Para prajurit dari keluarga yang berduka, ketika mereka melihat ratu mereka, segera berjalan untuk memberi hormat.


Ratu yang berduka memandang mereka, "Kamu telah bekerja keras."


Kemudian, dia melihat ke arah Pengawal Gigi Naga yang berdiri di sisi lain dengan ekspresi muram.


Lima Ratus Alam Ungu membuat matanya sedikit mengecil.


Dia memandang Xiya, seolah mencoba mencari jawaban darinya.


"Ibu, mereka ..." Yanya akan berkata begitu saja.


“Jadi begitu.” Setelah ratu mendengarkan, dia akhirnya mengerti apa yang terjadi. 'Sepertinya ketika Anda datang, Anda melihat orang yang jatuh, dia harus menjadi tuan dari orang-orang ini.'


Menghadapi orang yang goyah, dia berdiri dan melindungi bawahannya di belakangnya. Manusia seperti itu sangat jarang terlihat!


Ratu tersenyum sedikit dan berkata kepada Xiya: "Karena kamu telah menerima bantuan, maka kita harus membalas rasa terima kasih kita."


Yan Ya berkata kepada ratu: "Ibu, saya berjanji bahwa jika saya bisa lolos dari bencana ini, saya akan bertindak sebagai jaminan dan meminta ayah saya untuk membiarkan mereka melewati laut."


Ratu menepuk punggung tangannya dan berkata, "Aku akan membicarakannya nanti."


Mengapa Anda ingin membicarakannya nanti?


Yanya sedikit mengernyit, seolah dia tidak mengerti nada bicara asal ibunya.


Ratu berjalan ke Longyawei, melihat sekeliling, matanya tertuju pada Mo Yang.
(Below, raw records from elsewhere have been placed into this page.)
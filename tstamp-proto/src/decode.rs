use tracing::{debug, warn};

use crate::{
    control_message::{AncillaryEntry, ExtendedErrorMeta, TimestampTriple},
    record::{Category, Source, TimestampRecord},
};

/// Pairs timestamp triples with the extended error reported alongside them.
///
/// The kernel delivers a send timestamp as two control messages in the same
/// bundle: the triple itself and a `sock_extended_err` that says what kind of
/// event it was. Nothing links the two except that they arrive together, so
/// the decoder holds one of each and flushes as soon as both are present.
/// A triple that never gets a partner was a receive timestamp.
///
/// When a second triple shows up before the first one was paired, the first
/// is dropped (and logged).
#[derive(Debug, Default)]
pub struct BundleDecoder {
    pending_triple: Option<TimestampTriple>,
    pending_error: Option<ExtendedErrorMeta>,
}

impl BundleDecoder {
    pub fn new() -> Self {
        Self::default()
    }

    pub fn push(&mut self, entry: AncillaryEntry, records: &mut Vec<TimestampRecord>) {
        match entry {
            AncillaryEntry::Timestamping(triple) => {
                if let Some(dropped) = self.pending_triple.replace(triple) {
                    warn!(
                        software = ?dropped.software(),
                        hardware = ?dropped.hardware(),
                        "timestamp overwritten before it could be paired"
                    );
                }
            }
            AncillaryEntry::ExtendedError(error) => {
                if error.is_timestamp_report() {
                    self.pending_error = Some(error);
                } else {
                    warn!(
                        errno = error.errno,
                        origin = error.origin.to_raw(),
                        "unsupported ip error"
                    );
                }
            }
            AncillaryEntry::Other { level, kind } => {
                warn!(level, kind, "unsupported control message");
            }
        }

        if let (Some(triple), Some(error)) = (self.pending_triple, self.pending_error) {
            emit(&triple, Some(&error), records);
            self.pending_triple = None;
            self.pending_error = None;
        }
    }

    /// Flush whatever is left once the bundle is exhausted
    pub fn finish(self, records: &mut Vec<TimestampRecord>) {
        if let Some(triple) = self.pending_triple {
            emit(&triple, None, records);
        }

        if let Some(error) = self.pending_error {
            debug!(
                correlation_id = error.correlation_id,
                "timestamp report without timestamp"
            );
        }
    }
}

/// Decode the control messages of a single receive into timestamp records.
pub fn decode_bundle<I>(bundle: I) -> Vec<TimestampRecord>
where
    I: IntoIterator<Item = AncillaryEntry>,
{
    let mut decoder = BundleDecoder::new();
    let mut records = Vec::new();

    for entry in bundle {
        decoder.push(entry, &mut records);
    }

    decoder.finish(&mut records);
    records
}

fn emit(
    triple: &TimestampTriple,
    error: Option<&ExtendedErrorMeta>,
    records: &mut Vec<TimestampRecord>,
) {
    let category = Category::classify(error);
    let correlation_id = error.map(|e| e.correlation_id);

    // the middle instant is never filled in by current kernels
    for (source, instant) in [
        (Source::Sw, triple.software()),
        (Source::Hw, triple.hardware()),
    ] {
        if instant.is_zero() {
            continue;
        }

        records.push(TimestampRecord::new(
            category,
            source,
            correlation_id,
            instant,
        ));
    }
}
Tiba-tiba, dua sinar cahaya jatuh dari langit, dan Yin Chen dan Yuan Yuan muncul di sekitar Mo Yang.


Kemunculan mereka berdua menyebabkan mata ratu berkedip.


Tiba-tiba, dia tersenyum, "Jangan salah paham. Tuanmu menyelamatkan putriku, juga seratus samurai dari keluarga yang berduka. Aku di sini untuk mengucapkan terima kasih."

__ADS_1


“Tuan kita tidak ada di sini, apa yang dikatakan ratu, mari kita bicarakan nanti.” Jawab Mo Yang dingin.